-- London has spent 10 years building the Eiffel Tower, blissfully unaware that they are building one in Berlin and another one in Rome too (after all, Eiffel Towers aren't very big or easy to see are they, very easy to miss one). Suddenly, news comes through that the people of Berlin have built one. Instantly the citizens of London demolish everything they've worked at, somehow convert all that steel to gold and hand it all to the Government.
-- Homer is still alive and well and performing in London
-- on account of Homer's performances, the whole rural northern coastline of France suddenly swaps nationality and becomes part of the UK.
-- but when a big city tries to do the same, it has to ask the UK for permission first. If the UK says no, the city spontaneously implodes and all its inhabitants commit suicide.
-- a city can have half a million inhabitants but noone's thought to build a grocer, hospital, or supermarket there.

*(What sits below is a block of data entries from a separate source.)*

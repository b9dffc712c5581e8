use funcon::lexer::Token;

#[test]
fn lex_hyphenated_identifiers() {
    let tokens = Token::lex("integer-add is-in-set").unwrap();
    assert_eq!(tokens.len(), 2);
    assert!(matches!(&tokens[0], Token::Ident(i) if i.value == "integer-add"));
    assert!(matches!(&tokens[1], Token::Ident(i) if i.value == "is-in-set"));
}

#[test]
fn lex_integers() {
    let tokens = Token::lex("42 -7 0").unwrap();
    assert_eq!(tokens.len(), 3);
    assert!(matches!(&tokens[0], Token::Integer(i) if i.value == "42"));
    assert!(matches!(&tokens[1], Token::Integer(i) if i.value == "-7"));
    assert!(matches!(&tokens[2], Token::Integer(i) if i.value == "0"));
}

#[test]
fn lex_string_and_char_literals() {
    let tokens = Token::lex(r#""hi\"there" 'x'"#).unwrap();
    assert_eq!(tokens.len(), 2);
    assert!(matches!(&tokens[0], Token::StringLiteral(s) if s.value == r#""hi\"there""#));
    assert!(matches!(&tokens[1], Token::CharLiteral(c) if c.value == "'x'"));
}

#[test]
fn lex_delimiters() {
    let tokens = Token::lex("( ) [ ] { } ,").unwrap();
    assert_eq!(tokens.len(), 7);
    assert!(matches!(tokens[0], Token::LParen(_)));
    assert!(matches!(tokens[1], Token::RParen(_)));
    assert!(matches!(tokens[2], Token::LBracket(_)));
    assert!(matches!(tokens[3], Token::RBracket(_)));
    assert!(matches!(tokens[4], Token::LBrace(_)));
    assert!(matches!(tokens[5], Token::RBrace(_)));
    assert!(matches!(tokens[6], Token::Comma(_)));
}

#[test]
fn lex_type_operators() {
    let tokens = Token::lex("| & ~ |->").unwrap();
    assert_eq!(tokens.len(), 4);
    assert!(matches!(tokens[0], Token::Bar(_)));
    assert!(matches!(tokens[1], Token::Ampersand(_)));
    assert!(matches!(tokens[2], Token::Tilde(_)));
    assert!(matches!(tokens[3], Token::MapsTo(_)));
}

#[test]
fn lex_call_without_spaces() {
    let tokens = Token::lex("give(3,given)").unwrap();
    assert_eq!(tokens.len(), 6);
    assert!(matches!(&tokens[0], Token::Ident(i) if i.value == "give"));
    assert!(matches!(tokens[1], Token::LParen(_)));
    assert!(matches!(&tokens[2], Token::Integer(i) if i.value == "3"));
    assert!(matches!(tokens[3], Token::Comma(_)));
    assert!(matches!(&tokens[4], Token::Ident(i) if i.value == "given"));
    assert!(matches!(tokens[5], Token::RParen(_)));
}

#[test]
fn describe_tokens() {
    let tokens = Token::lex("map-lookup |->").unwrap();
    assert_eq!(tokens[0].describe(), "identifier 'map-lookup'");
    assert_eq!(tokens[1].describe(), "'|->'");
}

-- in an age of nuclear power, every city still needs that old forge to keep its production up
-- despite the best efforts of scientists, sugar, rice and wheat mysteriously refuse to grow anywhere other than the few locations where they were first found in 4000BC
-- the ancient city of Rome spent its first 2000 years with wild horses daily roaming all through its streets but nobody noticed because the emperor's wise men hadn't yet discovered animal husbandry
-- even though you don't yet understand how to build a road or have any written form of communication, you know about the existence of artillery, nuclear power and the possibility of building the Internet, and you know exactly what things you'll need to get your wise men to research and in what order in order to get them.
-- Women's lib came to England, Spain, Egypt and Russia in the year 4000BC. But will never ever spread to any other countries.